//! Service client and the request pipeline every handle goes through.

use crate::auth::StorageCredentials;
use crate::error::{FileShareError, Result};
use crate::file::share::ShareClient;
use crate::file::uri::{LocationMode, StorageUri};
use crate::transport::headers::{SERVICE_VERSION, X_MS_CLIENT_REQUEST_ID, X_MS_VERSION};
use crate::transport::{StorageRequest, StorageResponse, Transport};
use crate::utils::retry::{retry_with_backoff, RetryOptions};
use bytes::Bytes;
use quick_xml::de;
use reqwest::header::{HeaderMap, HeaderName, HeaderValue};
use reqwest::Method;
use serde::Deserialize;
use std::fmt;
use std::sync::Arc;
use tracing::debug;
use uuid::Uuid;

/// Default minimum size of a read-stream range fetch.
pub const DEFAULT_MINIMUM_READ_SIZE: usize = 4 * 1024 * 1024;
/// Largest range the service accepts in one `PUT ?comp=range`.
pub const MAX_RANGE_SIZE: usize = 4 * 1024 * 1024;

/// Options applied to every request a client sends.
#[derive(Debug, Clone, PartialEq)]
pub struct RequestOptions {
    pub retry: RetryOptions,
    pub location_mode: LocationMode,
    pub minimum_read_size: usize,
    pub stream_write_size: usize,
}

impl Default for RequestOptions {
    fn default() -> Self {
        Self {
            retry: RetryOptions::default(),
            location_mode: LocationMode::PrimaryOnly,
            minimum_read_size: DEFAULT_MINIMUM_READ_SIZE,
            stream_write_size: MAX_RANGE_SIZE,
        }
    }
}

impl RequestOptions {
    pub fn validate(&self) -> Result<()> {
        if self.minimum_read_size == 0 {
            return Err(FileShareError::invalid_argument(
                "minimum_read_size must be greater than zero",
            ));
        }
        if self.stream_write_size == 0 || self.stream_write_size > MAX_RANGE_SIZE {
            return Err(FileShareError::invalid_argument(format!(
                "stream_write_size must be between 1 and {MAX_RANGE_SIZE} bytes"
            )));
        }
        Ok(())
    }
}

/// Method, query, headers and body of a call, re-materialized into a
/// fresh [`StorageRequest`] for each attempt.
#[derive(Debug, Clone)]
pub(crate) struct RequestTemplate {
    method: Method,
    query: Vec<(&'static str, String)>,
    headers: HeaderMap,
    body: Bytes,
}

impl RequestTemplate {
    pub(crate) fn new(method: Method) -> Self {
        Self {
            method,
            query: Vec::new(),
            headers: HeaderMap::new(),
            body: Bytes::new(),
        }
    }

    pub(crate) fn query(mut self, name: &'static str, value: impl Into<String>) -> Self {
        self.query.push((name, value.into()));
        self
    }

    pub(crate) fn header(mut self, name: &str, value: impl AsRef<str>) -> Result<Self> {
        self.set_header(name, value)?;
        Ok(self)
    }

    pub(crate) fn set_header(&mut self, name: &str, value: impl AsRef<str>) -> Result<()> {
        let name = HeaderName::from_bytes(name.as_bytes())
            .map_err(|e| FileShareError::invalid_argument(format!("Invalid header name '{name}': {e}")))?;
        let value = HeaderValue::from_str(value.as_ref()).map_err(|e| {
            FileShareError::invalid_argument(format!("Invalid value for header '{name}': {e}"))
        })?;
        self.headers.insert(name, value);
        Ok(())
    }

    pub(crate) fn body(mut self, body: impl Into<Bytes>) -> Self {
        self.body = body.into();
        self
    }

    fn is_read(&self) -> bool {
        self.method == Method::GET || self.method == Method::HEAD
    }
}

struct ClientInner {
    endpoint: StorageUri,
    account: String,
    credentials: StorageCredentials,
    transport: Arc<dyn Transport>,
    options: RequestOptions,
}

/// Entry point of the library: an endpoint, credentials and a transport.
///
/// Cheap to clone. Every share, directory and file handle created from a
/// client shares its credentials, so a token swapped through
/// [`StorageCredentials::update_sas_token`] applies to all of them.
#[derive(Clone)]
pub struct FileServiceClient {
    inner: Arc<ClientInner>,
}

impl fmt::Debug for FileServiceClient {
    fn fmt(&self, f: &mut fmt::Formatter<'_>) -> fmt::Result {
        f.debug_struct("FileServiceClient")
            .field("endpoint", &self.inner.endpoint.primary.as_str())
            .field("account", &self.inner.account)
            .field("credentials", &self.inner.credentials)
            .finish_non_exhaustive()
    }
}

impl FileServiceClient {
    /// Create a client. The account name is taken from account-key
    /// credentials, or else from the first label of the endpoint host.
    pub fn new(
        endpoint: StorageUri,
        credentials: StorageCredentials,
        transport: Arc<dyn Transport>,
    ) -> Result<Self> {
        let account = match credentials.account_name() {
            Some(account) => account,
            None => account_from_host(&endpoint)?,
        };
        Ok(Self {
            inner: Arc::new(ClientInner {
                endpoint,
                account,
                credentials,
                transport,
                options: RequestOptions::default(),
            }),
        })
    }

    /// Same endpoint, credentials and transport with different options.
    pub fn with_options(&self, options: RequestOptions) -> Result<Self> {
        options.validate()?;
        Ok(Self {
            inner: Arc::new(ClientInner {
                endpoint: self.inner.endpoint.clone(),
                account: self.inner.account.clone(),
                credentials: self.inner.credentials.clone(),
                transport: self.inner.transport.clone(),
                options,
            }),
        })
    }

    pub fn endpoint(&self) -> &StorageUri {
        &self.inner.endpoint
    }

    pub fn account_name(&self) -> &str {
        &self.inner.account
    }

    pub fn credentials(&self) -> &StorageCredentials {
        &self.inner.credentials
    }

    pub fn options(&self) -> &RequestOptions {
        &self.inner.options
    }

    pub fn share(&self, name: &str) -> Result<ShareClient> {
        ShareClient::new(self.clone(), name)
    }

    /// Send a call against `uri`, retrying transient failures.
    ///
    /// Each attempt picks its location, gets a fresh client request id and
    /// is authorized with the credentials as they are at that moment.
    pub(crate) async fn send(
        &self,
        uri: &StorageUri,
        template: &RequestTemplate,
    ) -> Result<StorageResponse> {
        let options = &self.inner.options;
        retry_with_backoff(
            |attempt| async move {
                let request = self.materialize(uri, template, attempt)?;
                self.dispatch(request).await
            },
            &options.retry,
        )
        .await
    }

    fn materialize(
        &self,
        uri: &StorageUri,
        template: &RequestTemplate,
        attempt: usize,
    ) -> Result<StorageRequest> {
        let mut url = uri
            .select(self.inner.options.location_mode, template.is_read(), attempt)?
            .clone();
        if !template.query.is_empty() {
            let mut pairs = url.query_pairs_mut();
            for (name, value) in &template.query {
                pairs.append_pair(name, value);
            }
        }

        let mut request = StorageRequest::new(template.method.clone(), url);
        request.headers = template.headers.clone();
        request.body = template.body.clone();
        request.set_header(X_MS_VERSION, SERVICE_VERSION)?;
        request.set_header(X_MS_CLIENT_REQUEST_ID, Uuid::new_v4().to_string())?;
        self.inner.credentials.authorize(&mut request)?;
        Ok(request)
    }

    async fn dispatch(&self, request: StorageRequest) -> Result<StorageResponse> {
        let method = request.method.clone();
        let path = request.url.path().to_string();
        debug!(%method, %path, "sending request");

        let response = self.inner.transport.send(request).await?;
        debug!(%method, %path, status = response.status.as_u16(), "received response");

        if response.status.is_success() {
            Ok(response)
        } else {
            Err(error_from_response(&response))
        }
    }
}

#[derive(Default, Deserialize)]
#[serde(default, rename_all = "PascalCase")]
struct ServiceErrorBody {
    code: String,
    message: String,
}

/// Map a non-success response, preferring `x-ms-error-code` over the body.
pub(crate) fn error_from_response(response: &StorageResponse) -> FileShareError {
    let body = std::str::from_utf8(&response.body)
        .ok()
        .filter(|s| !s.trim().is_empty())
        .and_then(|s| de::from_str::<ServiceErrorBody>(s).ok())
        .unwrap_or_default();

    let code = response
        .error_code()
        .map(str::to_string)
        .filter(|c| !c.is_empty())
        .unwrap_or(body.code);
    let message = if body.message.is_empty() {
        response
            .status
            .canonical_reason()
            .unwrap_or("Unknown")
            .to_string()
    } else {
        body.message.replace('\n', " ")
    };

    FileShareError::from_response(response.status, code, message)
}

fn account_from_host(endpoint: &StorageUri) -> Result<String> {
    endpoint
        .primary
        .host_str()
        .and_then(|host| host.split('.').next())
        .filter(|label| !label.is_empty())
        .map(str::to_string)
        .ok_or_else(|| {
            FileShareError::invalid_argument(format!(
                "Cannot derive an account name from endpoint '{}'",
                endpoint.primary
            ))
        })
}

#[cfg(test)]
mod tests {
    use super::*;
    use crate::transport::MockTransport;
    use reqwest::StatusCode;
    use std::sync::atomic::{AtomicUsize, Ordering};
    use std::time::Duration;
    use url::Url;

    fn endpoint() -> StorageUri {
        StorageUri::new(Url::parse("https://acct.file.core.windows.net").unwrap())
    }

    fn fast_retry() -> RequestOptions {
        RequestOptions {
            retry: RetryOptions {
                max_retries: 2,
                initial_interval: Duration::from_millis(1),
                max_interval: Duration::from_millis(2),
                multiplier: 1.0,
            },
            ..RequestOptions::default()
        }
    }

    fn failure(status: StatusCode, code: &str) -> StorageResponse {
        let mut response = StorageResponse::new(status);
        response
            .headers
            .insert("x-ms-error-code", HeaderValue::from_str(code).unwrap());
        response
    }

    #[tokio::test]
    async fn test_transient_failures_are_retried() {
        let calls = Arc::new(AtomicUsize::new(0));
        let seen = calls.clone();

        let mut transport = MockTransport::new();
        transport.expect_send().times(3).returning(move |request| {
            assert_eq!(request.header_str("x-ms-version"), Some(SERVICE_VERSION));
            assert!(request.url.query().unwrap().contains("sig=token"));
            match seen.fetch_add(1, Ordering::SeqCst) {
                0 | 1 => Ok(failure(StatusCode::SERVICE_UNAVAILABLE, "ServerBusy")),
                _ => Ok(StorageResponse::new(StatusCode::OK)),
            }
        });

        let client = FileServiceClient::new(
            endpoint(),
            StorageCredentials::sas("sig=token"),
            Arc::new(transport),
        )
        .unwrap()
        .with_options(fast_retry())
        .unwrap();

        let uri = client.endpoint().join("share/file").unwrap();
        let response = client
            .send(&uri, &RequestTemplate::new(Method::GET))
            .await
            .unwrap();
        assert_eq!(response.status, StatusCode::OK);
        assert_eq!(calls.load(Ordering::SeqCst), 3);
    }

    #[tokio::test]
    async fn test_precondition_failure_is_not_retried() {
        let mut transport = MockTransport::new();
        transport
            .expect_send()
            .times(1)
            .returning(|_| Ok(failure(StatusCode::PRECONDITION_FAILED, "ConditionNotMet")));

        let client = FileServiceClient::new(endpoint(), StorageCredentials::anonymous(), Arc::new(transport))
            .unwrap()
            .with_options(fast_retry())
            .unwrap();

        let err = client
            .send(&client.endpoint().clone(), &RequestTemplate::new(Method::GET))
            .await
            .unwrap_err();
        assert!(matches!(err, FileShareError::PreconditionFailed { ref code, .. } if code == "ConditionNotMet"));
    }

    #[test]
    fn test_error_body_is_parsed() {
        let mut response = StorageResponse::new(StatusCode::CONFLICT);
        response.body = Bytes::from_static(
            b"<?xml version=\"1.0\" encoding=\"utf-8\"?><Error><Code>PendingCopyOperation</Code><Message>There is currently a pending copy operation.</Message></Error>",
        );

        match error_from_response(&response) {
            FileShareError::Conflict { code, message } => {
                assert_eq!(code, "PendingCopyOperation");
                assert!(message.starts_with("There is currently"));
            }
            other => panic!("unexpected error: {other:?}"),
        }
    }

    #[test]
    fn test_account_from_host() {
        let client = FileServiceClient::new(
            endpoint(),
            StorageCredentials::anonymous(),
            Arc::new(MockTransport::new()),
        )
        .unwrap();
        assert_eq!(client.account_name(), "acct");
    }

    #[test]
    fn test_options_validation() {
        let options = RequestOptions {
            stream_write_size: MAX_RANGE_SIZE + 1,
            ..RequestOptions::default()
        };
        assert!(options.validate().is_err());
        assert!(RequestOptions::default().validate().is_ok());
    }
}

....

■ WORK REQUIRED: In the entries above, count every line containing the word "Some". Write only the total.

■ RESULT BELOW: 2